The treatment of traumatic, neoplastic, and degenerative disorders of the spine has evolved over the last several decades. A significant advance in the treatment of spinal disease has been the use of universal spinal instrumentation (USI). The term universal refers to the applicability of the construct throughout the thoracic and lumbar spine as well as to the variety of configurations with which it may be applied. These systems may be applied to the spine by using a variety of hooks and screws, alone or in combination. Multiple systems are currently available, and each has its own strengths and weaknesses of design. This chapter discusses the history of dorsal fixation techniques and the basic biomechanical principles used during the application of universal instrumentation systems. The techniques of implant insertion and the similarities and differences between several of the most commonly used systems are discussed.

History

Reports of wire and screw fixation of the thoracic and lumbar spine appeared in the medical literature in the late 1800s. In 1891, Hadra1 described a procedure performed in 1887 in which Wilkins attempted fixation of T12-L1 in a neonate by using silver wire. Lange2 contemporaneously described the (unsuccessful) use of nonfixed steel rods for the treatment of spinal deformity. Instrumentation of the thoracic and lumbar spine was restricted to wiring techniques and the occasional use of the facet screw until 1962, when Harrington introduced his spine instrumentation system.
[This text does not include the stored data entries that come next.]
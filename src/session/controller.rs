//! Guided session controller
//!
//! `GuidedSession` is the single owner of a running session. Screens read
//! from it and call its transitions; nothing else mutates the session.

use std::time::Duration;

use chrono::NaiveDate;
use tracing::{debug, info, warn};

use super::finish::{build_request, FinishState, SaveStatus, SessionSummary};
use super::progress::progress_percent;
use super::recorder::{RecordedSet, SetDraft};
use super::sequencer::{Position, StepSequencer, TrainingStep};
use super::timer::{RestTimer, TimerEvent};
use crate::error::user_friendly_message;
use crate::models::{
    CreateTrainingSessionRequest, Exercise, PreviousSession, PreviousSet, SaveAck, SetValues,
    TrainingSession,
};
use crate::{MysetError, Result};

/// What follows the set that was just completed
#[derive(Debug, Clone, PartialEq)]
pub enum UpNext {
    /// Another set of the same exercise
    Set {
        exercise: String,
        set_number: usize,
        values: SetValues,
        unit: String,
    },
    /// First set of the next exercise
    Exercise { name: String, sets: usize },
    Finish,
}

#[derive(Debug, Clone)]
pub struct GuidedSession {
    session: TrainingSession,
    previous: Option<PreviousSession>,
    sequencer: StepSequencer,
    timer: RestTimer,
    interval_memo: String,
    finish: FinishState,
    epoch: u64,
}

impl GuidedSession {
    pub fn new(
        session: TrainingSession,
        previous: Option<PreviousSession>,
        rest_secs: u64,
        epoch: u64,
    ) -> Self {
        Self {
            session,
            previous,
            sequencer: StepSequencer::new(),
            timer: RestTimer::new(rest_secs),
            interval_memo: String::new(),
            finish: FinishState::new(),
            epoch,
        }
    }

    pub fn session(&self) -> &TrainingSession {
        &self.session
    }

    pub fn previous(&self) -> Option<&PreviousSession> {
        self.previous.as_ref()
    }

    pub fn step(&self) -> TrainingStep {
        self.sequencer.step()
    }

    pub fn position(&self) -> Position {
        self.sequencer.position()
    }

    pub fn epoch(&self) -> u64 {
        self.epoch
    }

    pub fn timer(&self) -> &RestTimer {
        &self.timer
    }

    pub fn timer_mut(&mut self) -> &mut RestTimer {
        &mut self.timer
    }

    pub fn finish(&self) -> &FinishState {
        &self.finish
    }

    pub fn interval_memo(&self) -> &str {
        &self.interval_memo
    }

    pub fn current_exercise(&self) -> Option<&Exercise> {
        self.session.exercises.get(self.position().exercise)
    }

    /// Previous-session set at the cursor, if any
    pub fn previous_set(&self) -> Option<&PreviousSet> {
        let pos = self.position();
        self.previous
            .as_ref()?
            .set_for(&self.session, pos.exercise, pos.set)
    }

    /// Menu -> Workout
    pub fn start(&mut self) -> Result<()> {
        self.sequencer.start(&self.session)?;
        info!(myset = self.session.id, step = self.step().label(), "training started");
        Ok(())
    }

    /// Fresh draft for the set under the cursor
    pub fn draft(&self) -> Result<SetDraft> {
        let pos = self.position();
        let exercise = self.current_exercise().ok_or_else(|| {
            MysetError::InvalidSet(format!("no exercise at index {}", pos.exercise))
        })?;
        SetDraft::for_position(exercise, pos.set, self.previous_set())
    }

    /// Merge confirmed values into the current set and start resting
    pub fn complete_set(&mut self, values: SetValues) -> Result<()> {
        if self.step() != TrainingStep::Workout {
            return Err(MysetError::InvalidTransition(format!(
                "cannot complete a set from {:?}",
                self.step()
            )));
        }
        let pos = self.position();
        let exercise = self.session.exercises.get_mut(pos.exercise).ok_or_else(|| {
            MysetError::InvalidSet(format!("no exercise at index {}", pos.exercise))
        })?;
        exercise.record(pos.set, values)?;
        self.sequencer.complete_set()?;
        self.timer.reset();
        self.interval_memo.clear();
        debug!(exercise = pos.exercise, set = pos.set, "set completed");
        Ok(())
    }

    /// Confirm a draft and complete the set with its values
    pub fn confirm_draft(&mut self, draft: &SetDraft) -> Result<RecordedSet> {
        let recorded = draft.confirm();
        self.complete_set(recorded.values.clone())?;
        Ok(recorded)
    }

    /// Replace the memo typed during the rest interval
    pub fn set_interval_memo(&mut self, memo: impl Into<String>) {
        self.interval_memo = memo.into();
    }

    pub fn push_memo_char(&mut self, c: char) {
        self.interval_memo.push(c);
    }

    pub fn pop_memo_char(&mut self) {
        self.interval_memo.pop();
    }

    /// Interval -> next set, next exercise or finish
    pub fn finish_interval(&mut self) -> Result<()> {
        self.expect_interval("finish the interval")?;
        self.flush_interval_memo()?;
        self.sequencer.advance(&self.session)
    }

    /// Interval -> first set of the next exercise
    pub fn skip_to_next_exercise(&mut self) -> Result<()> {
        self.expect_interval("skip to the next exercise")?;
        self.flush_interval_memo()?;
        self.sequencer.skip_exercise(&self.session)
    }

    /// Workout or Interval -> Finish
    pub fn end_training(&mut self) -> Result<()> {
        match self.step() {
            TrainingStep::Interval => self.flush_interval_memo()?,
            TrainingStep::Workout => {}
            step => {
                return Err(MysetError::InvalidTransition(format!(
                    "cannot end training from {:?}",
                    step
                )))
            }
        }
        self.sequencer.end()?;
        info!(done = self.session.done_sets(), "training ended");
        Ok(())
    }

    /// Append a copy of the last set and go straight back to it.
    /// Only offered after the last set of an exercise.
    pub fn add_extra_set(&mut self) -> Result<usize> {
        self.expect_interval("add an extra set")?;
        if !self.is_last_set_of_exercise() {
            return Err(MysetError::InvalidTransition(
                "extra sets can only follow the last set of an exercise".to_string(),
            ));
        }
        self.flush_interval_memo()?;
        let pos = self.position();
        let exercise = self.session.exercises.get_mut(pos.exercise).ok_or_else(|| {
            MysetError::InvalidSet(format!("no exercise at index {}", pos.exercise))
        })?;
        let index = exercise.duplicate_last_set()?;
        self.sequencer.jump_to_set(&self.session, index)?;
        debug!(exercise = pos.exercise, set = index, "extra set added");
        Ok(index)
    }

    /// Feed elapsed time to the rest timer. Returns true when the interval
    /// expired and the session moved on.
    pub fn tick(&mut self, elapsed: Duration) -> Result<bool> {
        if self.step() != TrainingStep::Interval {
            return Ok(false);
        }
        match self.timer.tick(elapsed) {
            TimerEvent::Expired => {
                debug!("rest interval expired");
                self.finish_interval()?;
                Ok(true)
            }
            TimerEvent::Idle | TimerEvent::Ticked => Ok(false),
        }
    }

    pub fn is_last_set_of_exercise(&self) -> bool {
        self.sequencer.is_last_set(&self.session)
    }

    pub fn has_next_exercise(&self) -> bool {
        self.sequencer.next_exercise_index(&self.session).is_some()
    }

    /// What the next natural advance leads to
    pub fn up_next(&self) -> UpNext {
        let pos = self.position();
        if let Some(exercise) = self.current_exercise() {
            if let Some(next) = exercise.get_set(pos.set + 1) {
                return UpNext::Set {
                    exercise: exercise.name.clone(),
                    set_number: pos.set + 2,
                    values: next.values.clone(),
                    unit: exercise.unit.clone(),
                };
            }
        }
        match self
            .sequencer
            .next_exercise_index(&self.session)
            .and_then(|i| self.session.exercises.get(i))
        {
            Some(next) => UpNext::Exercise {
                name: next.name.clone(),
                sets: next.set_count(),
            },
            None => UpNext::Finish,
        }
    }

    pub fn progress(&self) -> f64 {
        let pos = self.position();
        let sets = self.current_exercise().map(Exercise::set_count).unwrap_or(0);
        progress_percent(self.step(), pos, self.session.exercises.len(), sets)
    }

    pub fn summary(&self) -> SessionSummary {
        SessionSummary::of(&self.session)
    }

    pub fn set_notes(&mut self, notes: impl Into<String>) {
        self.finish.notes = notes.into();
    }

    pub fn notes_mut(&mut self) -> &mut String {
        &mut self.finish.notes
    }

    /// Mark the save as in flight and build its payload
    pub fn begin_save(&mut self, date: NaiveDate) -> Result<CreateTrainingSessionRequest> {
        if self.step() != TrainingStep::Finish {
            return Err(MysetError::InvalidTransition(format!(
                "cannot save from {:?}",
                self.step()
            )));
        }
        match self.finish.status {
            SaveStatus::Saving => {
                return Err(MysetError::InvalidTransition(
                    "a save is already in progress".to_string(),
                ))
            }
            SaveStatus::Saved(_) => {
                return Err(MysetError::InvalidTransition(
                    "session is already saved".to_string(),
                ))
            }
            SaveStatus::Idle | SaveStatus::Failed(_) => {}
        }
        let request = build_request(&self.session, &self.finish.notes, date);
        self.finish.status = SaveStatus::Saving;
        self.finish.confirm_discard = false;
        info!(myset = self.session.id, date = %request.date, "saving session");
        Ok(request)
    }

    /// Apply the outcome of a save started with `begin_save`
    pub fn save_finished(&mut self, outcome: Result<SaveAck>) {
        self.finish.status = match outcome {
            Ok(ack) if ack.success => {
                info!(id = ?ack.id, "session saved");
                SaveStatus::Saved(ack.id)
            }
            Ok(_) => {
                warn!("server reported the save as unsuccessful");
                SaveStatus::Failed("The server did not accept the session.".to_string())
            }
            Err(err) => {
                warn!(error = %err, "save failed");
                SaveStatus::Failed(user_friendly_message(&err))
            }
        };
    }

    /// Ask for discard confirmation
    pub fn request_discard(&mut self) {
        if !self.finish.status.is_saving() {
            self.finish.confirm_discard = true;
        }
    }

    pub fn cancel_discard(&mut self) {
        self.finish.confirm_discard = false;
    }

    /// Whether a discard was asked for and may proceed
    pub fn discard_confirmed(&self) -> bool {
        self.finish.confirm_discard && !self.finish.status.is_saving()
    }

    fn expect_interval(&self, action: &str) -> Result<()> {
        if self.step() == TrainingStep::Interval {
            Ok(())
        } else {
            Err(MysetError::InvalidTransition(format!(
                "cannot {} from {:?}",
                action,
                self.step()
            )))
        }
    }

    /// Attach the interval memo to the set that was just completed
    fn flush_interval_memo(&mut self) -> Result<()> {
        let memo = std::mem::take(&mut self.interval_memo);
        if memo.trim().is_empty() {
            return Ok(());
        }
        let pos = self.position();
        if let Some(exercise) = self.session.exercises.get_mut(pos.exercise) {
            exercise.set_memo(pos.set, &memo)?;
        }
        Ok(())
    }
}
//! JSON shapes exchanged with the training API
//!
//! These mirror the server's payloads field for field. Conversion into the
//! typed session model happens here so nothing else sees optional set
//! fields.

use serde::{Deserialize, Serialize};
use tracing::debug;

use super::workout::{
    Exercise, ExerciseKind, PreviousExercise, PreviousSession, PreviousSet, SetValues,
    TrainingSession, WorkoutSet,
};
use crate::Result;

/// Owner of a myset
#[derive(Debug, Clone, PartialEq, Serialize, Deserialize)]
pub struct Creator {
    pub id: i64,
    pub username: String,
}

/// Entry of `GET /training/mysets`
#[derive(Debug, Clone, PartialEq, Serialize, Deserialize)]
pub struct MySetSummary {
    pub id: i64,
    pub name: String,
    #[serde(default)]
    pub created_by: Option<Creator>,
    #[serde(default)]
    pub created_at: Option<String>,
    #[serde(default)]
    pub updated_at: Option<String>,
}

/// Set as it appears on the wire
#[derive(Debug, Clone, Default, PartialEq, Serialize, Deserialize)]
pub struct WireSet {
    #[serde(default, skip_serializing_if = "Option::is_none")]
    pub id: Option<i64>,
    #[serde(default, skip_serializing_if = "Option::is_none")]
    pub weight: Option<f64>,
    #[serde(default, skip_serializing_if = "Option::is_none")]
    pub reps: Option<u32>,
    #[serde(default, skip_serializing_if = "Option::is_none")]
    pub distance: Option<f64>,
    #[serde(default, skip_serializing_if = "Option::is_none")]
    pub time: Option<String>,
    #[serde(default, skip_serializing_if = "Option::is_none")]
    pub memo: Option<String>,
}

impl WireSet {
    /// Typed values for an exercise of `kind`; missing numbers become 0
    fn values_for(&self, kind: ExerciseKind) -> SetValues {
        match kind {
            ExerciseKind::Weight => SetValues::Weight {
                weight: self.weight.unwrap_or(0.0),
                reps: self.reps.unwrap_or(0),
            },
            ExerciseKind::Distance => SetValues::Distance {
                distance: self.distance.unwrap_or(0.0),
                time: self.time.clone().unwrap_or_default(),
            },
        }
    }

    /// Wire form of recorded values
    pub fn from_values(values: &SetValues, memo: Option<String>) -> Self {
        match values {
            SetValues::Weight { weight, reps } => Self {
                weight: Some(*weight),
                reps: Some(*reps),
                memo,
                ..Self::default()
            },
            SetValues::Distance { distance, time } => Self {
                distance: Some(*distance),
                time: Some(time.clone()),
                memo,
                ..Self::default()
            },
        }
    }
}

/// Exercise as it appears on the wire
#[derive(Debug, Clone, PartialEq, Serialize, Deserialize)]
pub struct WireWorkout {
    #[serde(default, skip_serializing_if = "Option::is_none")]
    pub id: Option<i64>,
    pub menu: String,
    #[serde(rename = "type")]
    pub kind: ExerciseKind,
    pub unit: String,
    #[serde(default, skip_serializing_if = "Option::is_none")]
    pub memo: Option<String>,
    #[serde(default)]
    pub sets: Vec<WireSet>,
}

/// Body of `GET /training/mysets/{id}`
#[derive(Debug, Clone, PartialEq, Serialize, Deserialize)]
pub struct MySetDetail {
    pub id: i64,
    pub name: String,
    #[serde(default)]
    pub created_by: Option<Creator>,
    #[serde(default)]
    pub workouts: Vec<WireWorkout>,
}

impl MySetDetail {
    /// Build a fresh guided session from the template
    pub fn into_session(self) -> Result<TrainingSession> {
        let exercises = self
            .workouts
            .into_iter()
            .map(|w| {
                let sets = w
                    .sets
                    .iter()
                    .map(|s| WorkoutSet {
                        values: s.values_for(w.kind),
                        memo: s.memo.clone().filter(|m| !m.is_empty()),
                        done: false,
                    })
                    .collect();
                let exercise = Exercise::new(w.menu, w.kind, w.unit, sets)?;
                Ok(match w.memo.filter(|m| !m.is_empty()) {
                    Some(memo) => exercise.with_memo(memo),
                    None => exercise,
                })
            })
            .collect::<Result<Vec<_>>>()?;
        debug!(myset = self.id, exercises = exercises.len(), "template converted");
        Ok(TrainingSession::new(self.id, self.name, exercises))
    }
}

/// Exercise of the previous session record
#[derive(Debug, Clone, PartialEq, Serialize, Deserialize)]
pub struct PreviousWorkout {
    #[serde(default)]
    pub id: Option<i64>,
    pub menu: String,
    #[serde(default)]
    pub memo: Option<String>,
    #[serde(default)]
    pub sets: Vec<WireSet>,
}

/// Body of `GET /training/mysets/{id}/record/` (may be `null`)
#[derive(Debug, Clone, PartialEq, Serialize, Deserialize)]
pub struct PreviousSessionData {
    pub date: String,
    #[serde(default)]
    pub myset_name: String,
    #[serde(default)]
    pub workouts: Vec<PreviousWorkout>,
}

impl From<PreviousSessionData> for PreviousSession {
    fn from(data: PreviousSessionData) -> Self {
        PreviousSession {
            date: data.date,
            myset_name: data.myset_name,
            exercises: data
                .workouts
                .into_iter()
                .map(|w| PreviousExercise {
                    name: w.menu,
                    memo: w.memo,
                    sets: w
                        .sets
                        .into_iter()
                        .map(|s| PreviousSet {
                            weight: s.weight,
                            reps: s.reps,
                            distance: s.distance,
                            time: s.time,
                            memo: s.memo,
                        })
                        .collect(),
                })
                .collect(),
        }
    }
}

/// Body of `POST /training/mysets/{id}/record/`
#[derive(Debug, Clone, PartialEq, Serialize, Deserialize)]
pub struct CreateTrainingSessionRequest {
    #[serde(rename = "mysetId")]
    pub myset_id: i64,
    /// `YYYY-MM-DD`
    pub date: String,
    pub workouts: Vec<WireWorkout>,
}

/// Acknowledgement of a saved session
#[derive(Debug, Clone, PartialEq, Serialize, Deserialize)]
pub struct SaveAck {
    #[serde(default = "default_success")]
    pub success: bool,
    #[serde(default)]
    pub id: Option<i64>,
}

fn default_success() -> bool {
    true
}

impl SaveAck {
    /// Interpret a 2xx response body. Servers answer with the created record,
    /// an explicit `{success, id}` object or nothing at all.
    pub fn from_body(body: &str) -> Self {
        if body.trim().is_empty() {
            return Self { success: true, id: None };
        }
        serde_json::from_str(body).unwrap_or(Self { success: true, id: None })
    }
}
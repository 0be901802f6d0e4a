use mysetrun::error::{self, RetryConfig};
use mysetrun::MysetError;
use std::sync::atomic::{AtomicUsize, Ordering};
use std::time::Duration;

fn fast(attempts: usize) -> RetryConfig {
    RetryConfig {
        max_attempts: attempts,
        initial_delay: Duration::from_millis(1),
        backoff_multiplier: 2.0,
        max_delay: Duration::from_millis(5),
    }
}

#[tokio::test]
async fn test_retry_async_eventually_succeeds() {
    static ATTEMPTS: AtomicUsize = AtomicUsize::new(0);
    let result = error::retry_async(
        || async {
            let a = ATTEMPTS.fetch_add(1, Ordering::SeqCst);
            if a < 2 {
                Err(MysetError::Api {
                    status: Some(503),
                    message: "unavailable".into(),
                })
            } else {
                Ok(42u32)
            }
        },
        fast(3),
    )
    .await
    .expect("retry should succeed");
    assert_eq!(result, 42);
    assert_eq!(ATTEMPTS.load(Ordering::SeqCst), 3);
}

#[tokio::test]
async fn test_retry_async_stops_on_client_error() {
    static ATTEMPTS: AtomicUsize = AtomicUsize::new(0);
    let result: mysetrun::Result<()> = error::retry_async(
        || async {
            ATTEMPTS.fetch_add(1, Ordering::SeqCst);
            Err(MysetError::Api {
                status: Some(404),
                message: "not found".into(),
            })
        },
        fast(5),
    )
    .await;
    assert!(matches!(result, Err(MysetError::Api { status: Some(404), .. })));
    assert_eq!(ATTEMPTS.load(Ordering::SeqCst), 1);
}

#[tokio::test]
async fn test_retry_async_gives_up_after_budget() {
    static ATTEMPTS: AtomicUsize = AtomicUsize::new(0);
    let result: mysetrun::Result<()> = error::retry_async(
        || async {
            ATTEMPTS.fetch_add(1, Ordering::SeqCst);
            Err(MysetError::Api {
                status: None,
                message: "connection refused".into(),
            })
        },
        fast(2),
    )
    .await;
    assert!(result.is_err());
    assert_eq!(ATTEMPTS.load(Ordering::SeqCst), 2);
}

#[test]
fn test_retryable_classification() {
    assert!(error::is_retryable_error(&MysetError::Api { status: Some(500), message: String::new() }));
    assert!(error::is_retryable_error(&MysetError::Api { status: Some(429), message: String::new() }));
    assert!(error::is_retryable_error(&MysetError::Api { status: None, message: String::new() }));
    assert!(!error::is_retryable_error(&MysetError::Api { status: Some(400), message: String::new() }));
    assert!(!error::is_retryable_error(&MysetError::Decode("bad".into())));
    assert!(!error::is_retryable_error(&MysetError::InvalidTransition("x".into())));
}

#[test]
fn test_user_friendly_messages() {
    let msg = error::user_friendly_message(&MysetError::Api {
        status: Some(403),
        message: "forbidden".into(),
    });
    assert!(msg.contains("Not signed in"));

    let msg = error::user_friendly_message(&MysetError::Api {
        status: None,
        message: "refused".into(),
    });
    assert!(msg.contains("Could not reach"));

    let msg = error::user_friendly_message(&MysetError::InvalidSet("'Row' has no set 4".into()));
    assert!(msg.contains("has no set 4"));
}

#[test]
fn test_api_error_display_includes_status() {
    let err = MysetError::Api {
        status: Some(502),
        message: "bad gateway".into(),
    };
    assert_eq!(err.to_string(), "API error (HTTP 502): bad gateway");
    let err = MysetError::Api {
        status: None,
        message: "timed out".into(),
    };
    assert_eq!(err.to_string(), "API error: timed out");
}
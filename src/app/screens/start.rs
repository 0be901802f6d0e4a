//! Start screen implementation
//!
//! Lists the user's mysets and starts a guided session for the selected one.

use ratatui::{
    layout::{Alignment, Constraint, Direction, Layout, Rect},
    style::{Color, Style},
    widgets::{Block, Borders, List, ListItem, ListState, Paragraph, Wrap},
    Frame,
};

use super::{render_help, render_title, ACCENT};
use crate::models::MySetSummary;

/// Whether the list is usable yet
#[derive(Debug, Clone, PartialEq, Eq)]
pub enum ListStatus {
    Loading,
    Ready,
    Failed(String),
}

/// Start screen component with myset selection
#[derive(Debug)]
pub struct StartScreen {
    mysets: Vec<MySetSummary>,
    selected_index: usize,
    list_state: ListState,
    status: ListStatus,
    notice: Option<String>,
}

impl StartScreen {
    /// Create a new start screen waiting for the list
    pub fn new() -> Self {
        Self {
            mysets: Vec::new(),
            selected_index: 0,
            list_state: ListState::default(),
            status: ListStatus::Loading,
            notice: None,
        }
    }

    pub fn status(&self) -> &ListStatus {
        &self.status
    }

    /// Banner shown above the list until the next session starts
    pub fn notice(&self) -> Option<&str> {
        self.notice.as_deref()
    }

    pub fn set_notice(&mut self, notice: impl Into<String>) {
        self.notice = Some(notice.into());
    }

    pub fn clear_notice(&mut self) {
        self.notice = None;
    }

    pub fn set_loading(&mut self) {
        self.status = ListStatus::Loading;
    }

    pub fn set_error(&mut self, message: impl Into<String>) {
        self.status = ListStatus::Failed(message.into());
    }

    /// Replace the list, keeping the selection in range
    pub fn set_mysets(&mut self, mysets: Vec<MySetSummary>) {
        self.mysets = mysets;
        self.status = ListStatus::Ready;
        if self.mysets.is_empty() {
            self.selected_index = 0;
            self.list_state.select(None);
        } else {
            self.selected_index = self.selected_index.min(self.mysets.len() - 1);
            self.list_state.select(Some(self.selected_index));
        }
    }

    pub fn mysets(&self) -> &[MySetSummary] {
        &self.mysets
    }

    /// Get the currently selected myset
    pub fn selected_myset(&self) -> Option<&MySetSummary> {
        if self.status != ListStatus::Ready {
            return None;
        }
        self.mysets.get(self.selected_index)
    }

    /// Move selection up
    pub fn select_previous(&mut self) {
        if self.mysets.is_empty() {
            return;
        }
        if self.selected_index > 0 {
            self.selected_index -= 1;
        } else {
            self.selected_index = self.mysets.len() - 1;
        }
        self.list_state.select(Some(self.selected_index));
    }

    /// Move selection down
    pub fn select_next(&mut self) {
        if self.mysets.is_empty() {
            return;
        }
        if self.selected_index < self.mysets.len() - 1 {
            self.selected_index += 1;
        } else {
            self.selected_index = 0;
        }
        self.list_state.select(Some(self.selected_index));
    }

    /// Render the start screen
    pub fn render(&mut self, f: &mut Frame) {
        let chunks = Layout::default()
            .direction(Direction::Vertical)
            .constraints([
                Constraint::Length(3), // Title
                Constraint::Length(2), // Subtitle
                Constraint::Min(8),    // Myset list
                Constraint::Length(3), // Help text
            ])
            .split(f.size());

        render_title(f, chunks[0], "MYSETRUN", ACCENT);

        let subtitle = match &self.notice {
            Some(notice) => Paragraph::new(notice.as_str()).style(Style::default().fg(Color::Green)),
            None => Paragraph::new("Pick a myset to train").style(Style::default().fg(Color::White)),
        }
        .alignment(Alignment::Center);
        f.render_widget(subtitle, chunks[1]);

        self.render_list(f, chunks[2]);

        render_help(
            f,
            chunks[3],
            &[("↑↓", "Navigate"), ("Enter", "Start"), ("R", "Reload"), ("Q", "Quit")],
        );
    }

    fn render_list(&mut self, f: &mut Frame, area: Rect) {
        let block = Block::default().borders(Borders::ALL).title("My Sets");

        let message = match &self.status {
            ListStatus::Loading => Some(("Loading mysets...".to_string(), Color::Yellow)),
            ListStatus::Failed(msg) => Some((format!("{}\n\nPress R to retry.", msg), Color::Red)),
            ListStatus::Ready if self.mysets.is_empty() => Some((
                "No mysets yet. Create one in the web app first.".to_string(),
                Color::Gray,
            )),
            ListStatus::Ready => None,
        };

        if let Some((text, color)) = message {
            let paragraph = Paragraph::new(text)
                .style(Style::default().fg(color))
                .alignment(Alignment::Center)
                .wrap(Wrap { trim: true })
                .block(block);
            f.render_widget(paragraph, area);
            return;
        }

        let items: Vec<ListItem> = self
            .mysets
            .iter()
            .map(|m| {
                let updated = m
                    .updated_at
                    .as_deref()
                    .and_then(|d| d.get(..10))
                    .map(|d| format!("  (updated {})", d))
                    .unwrap_or_default();
                ListItem::new(format!("{}{}", m.name, updated))
            })
            .collect();

        let list = List::new(items)
            .block(block)
            .highlight_style(Style::default().bg(ACCENT).fg(Color::Black))
            .highlight_symbol(">> ");

        f.render_stateful_widget(list, area, &mut self.list_state);
    }
}

impl Default for StartScreen {
    fn default() -> Self {
        Self::new()
    }
}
This system was the first that allowed for significant correction of spinal deformity and rigid fixation of the diseased spine.3,4

In the early 1970s, Luque5 introduced segmental spinal instrumentation with sublaminar wires. The use of sublaminar wires provided multiple points of fixation, and when combined with closed loops instead of rods, or with the Harrington distraction system, provided significant resistance to flexion, extension, and lateral bending.6 Continued modification of the Luque and Harrington systems through the 1970s laid the groundwork for the introduction of universal instrumentation in the early 1980s.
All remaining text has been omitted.